Na avaliação da pesquisadora, a redução desses investimentos afeta não apenas os festivais, mas também trabalhadores da cultura, a circulação e o debate sobre os filmes e as possibilidades de a população negra se reconhecer nas produções audiovisuais.
“É um momento preocupante, mas é um momento que faz parte da disputa também”, afirma Tatiana, que diz estar em diálogo com a organização da Semana e destaca que o festival integra uma rede de eventos de cinemas negros que vem discutindo os desafios de financiamento e continuidade dessas iniciativas.
Cancelamento provoca reação de cineastas
O anúncio do cancelamento gerou forte repercussão nas redes sociais. Cineastas e profissionais do audiovisual de diferentes partes do Brasil lamentaram a interrupção do festival e destacaram a importância da Semana para o setor.
A cineasta Asaph Lucas, que participou da quinta edição com o filme “VBP”, comentou sobre o cancelamento: “Um dos festivais mais especiais que tive o prazer de participar. Um absurdo isso, lamento muito”.Gabriel Martins, diretor da Filmes de Plástico, também reagiu ao anúncio e incentivou a equipe a não desistir: “Peraí, que isso vai ficar assim não, família, vamos dar um jeito!”.
O cineasta, diretor, roteirista e montador de Salvador Vinícius Elizário também lamentou o fim da edição deste ano. “Simplesmente é um dos eventos de uma semana mais potentes e acolhedores que já conheci. Muito triste saber que, entre os setores público e privado, não perceberam a importância da continuidade de festivais como esse. Espero que os caminhos se abram e que as coisas se alinhem. Emanando energias, estamos por aqui! Toda força à equipe da Semana do Cinema Negro de BH”, comentou.
Depois das tentativas de captação, Layla afirma que a decisão pelo cancelamento foi tomada porque não havia mais tempo hábil para organizar a sexta edição com a estrutura necessária. Com a interrupção do projeto em 2026, a Semana pode precisar passar novamente pelo processo de aprovação nas leis de incentivo para conseguir realizar uma nova edição em 2027.

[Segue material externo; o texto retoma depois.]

#[cfg(test)]
mod tests {
    use super::*;
    use engram_types::Value;
    use serde_json::json;

    fn make_store() -> FrameStore {
        FrameStore::in_memory().unwrap()
    }

    fn python() -> RawEntity {
        RawEntity::new("Python_Language", Kind::Semantic)
            .with_property("creator", json!("Guido van Rossum"))
            .with_property("year", json!("1991"))
            .with_relationship("used_for", json!(["Web_Development", "Data_Science"]))
    }

    fn first_project() -> RawEntity {
        RawEntity::new("First_Python_Project", Kind::Episodic)
            .with_property("timestamp", json!(1714004800))
            .with_property("action", json!("completed first Python project"))
            .with_property("duration_hours", json!("2"))
    }

    // ── round-trip ───────────────────────────────────────────────────────────

    #[test]
    fn add_then_get_reconstructs_the_frame() {
        let store = make_store();
        let stored = store.add(&python()).unwrap();
        let fetched = store.get("Python_Language").unwrap();
        assert_eq!(stored, fetched);
        assert_eq!(fetched.properties.get("year"), Some(&Value::Integer(1991)));
        assert_eq!(
            fetched.relationships.get("used_for"),
            Some(&vec!["Web_Development".to_string(), "Data_Science".to_string()])
        );
    }

    #[test]
    fn frames_survive_store_reopen_on_durable_backend() {
        let dir = tempfile::tempdir().unwrap();
        let config = StoreConfig::at(BackendChoice::Durable, dir.path().join("frames.db"));
        let stored = {
            let store = FrameStore::open(&config).unwrap();
            let stored = store.add(&python()).unwrap();
            store.close().unwrap();
            stored
        };
        let store = FrameStore::open(&config).unwrap();
        let loaded = store.get("Python_Language").unwrap();
        assert!(loaded.content_eq(&stored));
    }

    #[test]
    fn frames_survive_store_reopen_on_ephemeral_backend() {
        let dir = tempfile::tempdir().unwrap();
        let config = StoreConfig::at(BackendChoice::Ephemeral, dir.path().join("frames.json"));
        let stored = {
            let store = FrameStore::open(&config).unwrap();
            store.add(&first_project()).unwrap()
        };
        let store = FrameStore::open(&config).unwrap();
        let loaded = store.get("First_Python_Project").unwrap();
        assert!(loaded.content_eq(&stored));
        // Tag preserved across the document rewrite.
        assert!(matches!(loaded.properties.get("timestamp"), Some(Value::Timestamp(_))));
    }

    // ── identity resolution ──────────────────────────────────────────────────

    #[test]
    fn get_falls_back_to_case_insensitive_lookup() {
        let store = make_store();
        store.add(&python()).unwrap();
        let frame = store.get("python_language").unwrap();
        assert_eq!(frame.identity, "Python_Language");
    }

    #[test]
    fn get_unknown_name_is_not_found() {
        let store = make_store();
        let err = store.get("Nobody_Home").unwrap_err();
        assert!(matches!(err, StoreError::NotFound(_)));
    }

    #[test]
    fn exact_match_wins_over_case_variant() {
        let store = make_store();
        store.add(&RawEntity::new("alpha", Kind::Semantic)).unwrap();
        store.add(&RawEntity::new("Alpha", Kind::Semantic)).unwrap();
        assert_eq!(store.get("Alpha").unwrap().identity, "Alpha");
        assert_eq!(store.get("alpha").unwrap().identity, "alpha");
    }

    // ── type stability ───────────────────────────────────────────────────────

    #[test]
    fn numeric_string_lands_as_integer_not_string() {
        let store = make_store();
        store.add(&python()).unwrap();
        let updated = store
            .add(&RawEntity::new("Python_Language", Kind::Semantic)
                .with_property("year", json!("1991")))
            .unwrap();
        assert_eq!(updated.properties.get("year"), Some(&Value::Integer(1991)));
    }

    #[test]
    fn boolean_string_lands_as_boolean() {
        let store = make_store();
        let frame = store
            .add(&RawEntity::new("Flag", Kind::Semantic).with_property("active", json!("true")))
            .unwrap();
        assert_eq!(frame.properties.get("active"), Some(&Value::Boolean(true)));
    }

    #[test]
    fn explicit_tag_change_replaces_and_is_not_silent_loss() {
        let store = make_store();
        store
            .add(&RawEntity::new("Thing", Kind::Semantic).with_property("size", json!("large")))
            .unwrap();
        // Caller now supplies a number; the new tag replaces the old one.
        let updated = store
            .add(&RawEntity::new("Thing", Kind::Semantic).with_property("size", json!(42)))
            .unwrap();
        assert_eq!(updated.properties.get("size"), Some(&Value::Integer(42)));
    }

    // ── merge policy ─────────────────────────────────────────────────────────

    #[test]
    fn relationships_union_instead_of_replacing() {
        let store = make_store();
        store
            .add(&RawEntity::new("Tool", Kind::Semantic).with_relationship("uses", json!(["A"])))
            .unwrap();
        let merged = store
            .add(&RawEntity::new("Tool", Kind::Semantic).with_relationship("uses", json!(["B"])))
            .unwrap();
        assert_eq!(
            merged.relationships.get("uses"),
            Some(&vec!["A".to_string(), "B".to_string()])
        );
    }

    #[test]
    fn merge_increments_revision_and_keeps_created_at() {
        let store = make_store();
        let first = store.add(&python()).unwrap();
        let second = store
            .add(&RawEntity::new("Python_Language", Kind::Semantic)
                .with_property("paradigm", json!("multi-paradigm")))
            .unwrap();
        assert_eq!(second.metadata.revision, first.metadata.revision + 1);
        assert_eq!(second.metadata.created_at, first.metadata.created_at);
        // Old properties survive the merge.
        assert_eq!(second.properties.get("year"), Some(&Value::Integer(1991)));
    }

    #[test]
    fn merge_keeps_confidence_unless_resupplied() {
        let store = make_store();
        store
            .add(&RawEntity::new("Thing", Kind::Semantic).with_confidence(0.6))
            .unwrap();
        let merged = store
            .add(&RawEntity::new("Thing", Kind::Semantic).with_property("a", json!(1)))
            .unwrap();
        assert!((merged.metadata.confidence - 0.6).abs() < f64::EPSILON);

        let merged = store
            .add(&RawEntity::new("Thing", Kind::Semantic).with_confidence(0.9))
            .unwrap();
        assert!((merged.metadata.confidence - 0.9).abs() < f64::EPSILON);
    }

    #[test]
    fn kind_default_never_clobbers_stored_value_on_merge() {
        let store = make_store();
        store
            .add(&first_project().with_property("location", json!("home office")))
            .unwrap();
        // Re-add without location: the validator's empty-string default must
        // not overwrite the stored value.
        let merged = store.add(&first_project()).unwrap();
        assert_eq!(
            merged.properties.get("location"),
            Some(&Value::String("home office".to_string()))
        );
    }

    // ── kind conflict ────────────────────────────────────────────────────────

    #[test]
    fn kind_conflict_is_rejected_and_original_untouched() {
        let store = make_store();
        let original = store.add(&RawEntity::new("X", Kind::Semantic)).unwrap();

        let conflicting = RawEntity::new("X", Kind::Episodic)
            .with_property("timestamp", json!(1714004800))
            .with_property("action", json!("tried to replace X"));
        let err = store.add(&conflicting).unwrap_err();
        assert!(matches!(
            err,
            StoreError::Validation(ValidationError::KindConflict { .. })
        ));

        let fetched = store.get("X").unwrap();
        assert_eq!(fetched, original);
    }

    // ── required fields leave the store unchanged ────────────────────────────

    #[test]
    fn failed_validation_leaves_store_unchanged() {
        let store = make_store();
        store.add(&python()).unwrap();
        let before = store.list(None).len();

        let invalid = RawEntity::new("Broken_Event", Kind::Episodic)
            .with_property("action", json!("no timestamp supplied"));
        let err = store.add(&invalid).unwrap_err();
        assert!(matches!(
            err,
            StoreError::Validation(ValidationError::MissingRequiredField {
                field: "timestamp",
                ..
            })
        ));
        assert_eq!(store.list(None).len(), before);
        assert!(store.get("Broken_Event").is_err());
    }

    // ── forward references ───────────────────────────────────────────────────

    #[test]
    fn forward_reference_resolves_once_target_exists() {
        let store = make_store();
        store
            .add(&RawEntity::new("A", Kind::Semantic).with_relationship("uses", json!(["B"])))
            .unwrap();

        let before = store.resolve("A").unwrap();
        assert!(before.unresolved.contains("B"));
        assert!(before.resolved.is_empty());

        store.add(&RawEntity::new("B", Kind::Semantic)).unwrap();
        let after = store.resolve("A").unwrap();
        assert!(after.resolved.contains("B"));
        assert!(after.unresolved.is_empty());
    }

    #[test]
    fn delete_turns_inbound_edges_into_forward_references() {
        let store = make_store();
        store
            .add(&RawEntity::new("A", Kind::Semantic).with_relationship("uses", json!(["B"])))
            .unwrap();
        store.add(&RawEntity::new("B", Kind::Semantic)).unwrap();
        assert!(store.delete("B").unwrap());

        // A's pointer is not silently dropped; it reports as unresolved.
        let resolution = store.resolve("A").unwrap();
        assert!(resolution.unresolved.contains("B"));
        assert_eq!(
            store.get("A").unwrap().relationships.get("uses"),
            Some(&vec!["B".to_string()])
        );
    }

    #[test]
    fn delete_reports_absence_as_false() {
        let store = make_store();
        assert!(!store.delete("ghost").unwrap());
    }

    // ── list & search ────────────────────────────────────────────────────────

    #[test]
    fn list_orders_by_creation_time() {
        let store = make_store();
        store.add(&RawEntity::new("Alpha", Kind::Semantic)).unwrap();
        store.add(&first_project()).unwrap();
        store.add(&RawEntity::new("Zeta", Kind::Semantic)).unwrap();

        let ids = store.list_identities();
        assert_eq!(ids, vec!["Alpha", "First_Python_Project", "Zeta"]);
    }

    #[test]
    fn list_filters_by_kind() {
        let store = make_store();
        store.add(&python()).unwrap();
        store.add(&first_project()).unwrap();

        let episodic = store.list(Some(Kind::Episodic));
        assert_eq!(episodic.len(), 1);
        assert_eq!(episodic[0].identity, "First_Python_Project");
        assert_eq!(store.list(None).len(), 2);
    }

    #[test]
    fn search_matches_substrings_case_insensitively() {
        let store = make_store();
        store.add(&python()).unwrap();
        store.add(&first_project()).unwrap();
        store.add(&RawEntity::new("Tesla_Model_3", Kind::Semantic)).unwrap();

        let hits = store.search("python");
        let ids: Vec<&str> = hits.iter().map(|f| f.identity.as_str()).collect();
        assert_eq!(ids, vec!["Python_Language", "First_Python_Project"]);
        assert!(store.search("nonexistent").is_empty());
    }

    // ── enrichment entry points ──────────────────────────────────────────────

    #[test]
    fn update_properties_merges_through_validation() {
        let store = make_store();
        store.add(&python()).unwrap();

        let mut proposal = BTreeMap::new();
        proposal.insert("typing".to_string(), json!("dynamic"));
        proposal.insert("first_release_year".to_string(), json!("1991"));
        let updated = store.update_properties("Python_Language", proposal).unwrap();

        assert_eq!(updated.properties.get("typing"), Some(&Value::String("dynamic".to_string())));
        assert_eq!(updated.properties.get("first_release_year"), Some(&Value::Integer(1991)));
        // Prior state intact.
        assert_eq!(updated.properties.get("year"), Some(&Value::Integer(1991)));
        assert_eq!(updated.metadata.revision, 2);
    }

    #[test]
    fn update_properties_on_unknown_frame_is_not_found() {
        let store = make_store();
        let err = store
            .update_properties("ghost", BTreeMap::new())
            .unwrap_err();
        assert!(matches!(err, StoreError::NotFound(_)));
    }

    #[test]
    fn update_properties_preserves_required_fields() {
        let store = make_store();
        store.add(&first_project()).unwrap();
        let mut proposal = BTreeMap::new();
        proposal.insert("outcome".to_string(), json!("successful"));
        // Must not trip required-field checks: the existing timestamp/action
        // ride along through the revalidation.
        let updated = store.update_properties("First_Python_Project", proposal).unwrap();
        assert!(matches!(updated.properties.get("timestamp"), Some(Value::Timestamp(_))));
    }

    #[test]
    fn add_relationships_unions_with_existing() {
        let store = make_store();
        store.add(&python()).unwrap();

        let mut proposal = BTreeMap::new();
        proposal.insert("used_for".to_string(), json!(["Automation"]));
        proposal.insert("influenced".to_string(), json!(["Ruby"]));
        let updated = store.add_relationships("Python_Language", proposal).unwrap();

        assert_eq!(
            updated.relationships.get("used_for"),
            Some(&vec![
                "Web_Development".to_string(),
                "Data_Science".to_string(),
                "Automation".to_string()
            ])
        );
        assert_eq!(updated.relationships.get("influenced"), Some(&vec!["Ruby".to_string()]));
    }
}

A expectativa da idealizadora é que o festival consiga retomar a captação e volte a acontecer, ainda que no próximo ano. Para ela, o caso da Semana de Cinema Negro também expõe uma dificuldade mais ampla enfrentada por festivais que, mesmo com público, trajetória e projetos aprovados nos mecanismos de incentivo, ainda encontram obstáculos para transformar a autorização para captar em recurso efetivamente captado.
Sobre este momento, Layla espera que seja um adiamento e declara: “Não vamos desistir de buscar possibilidades para a realização do festival. Seguimos no desejo de realizar um evento que traga dignidade para os profissionais envolvidos, novos olhares e acolhimento para realizadores e o público”.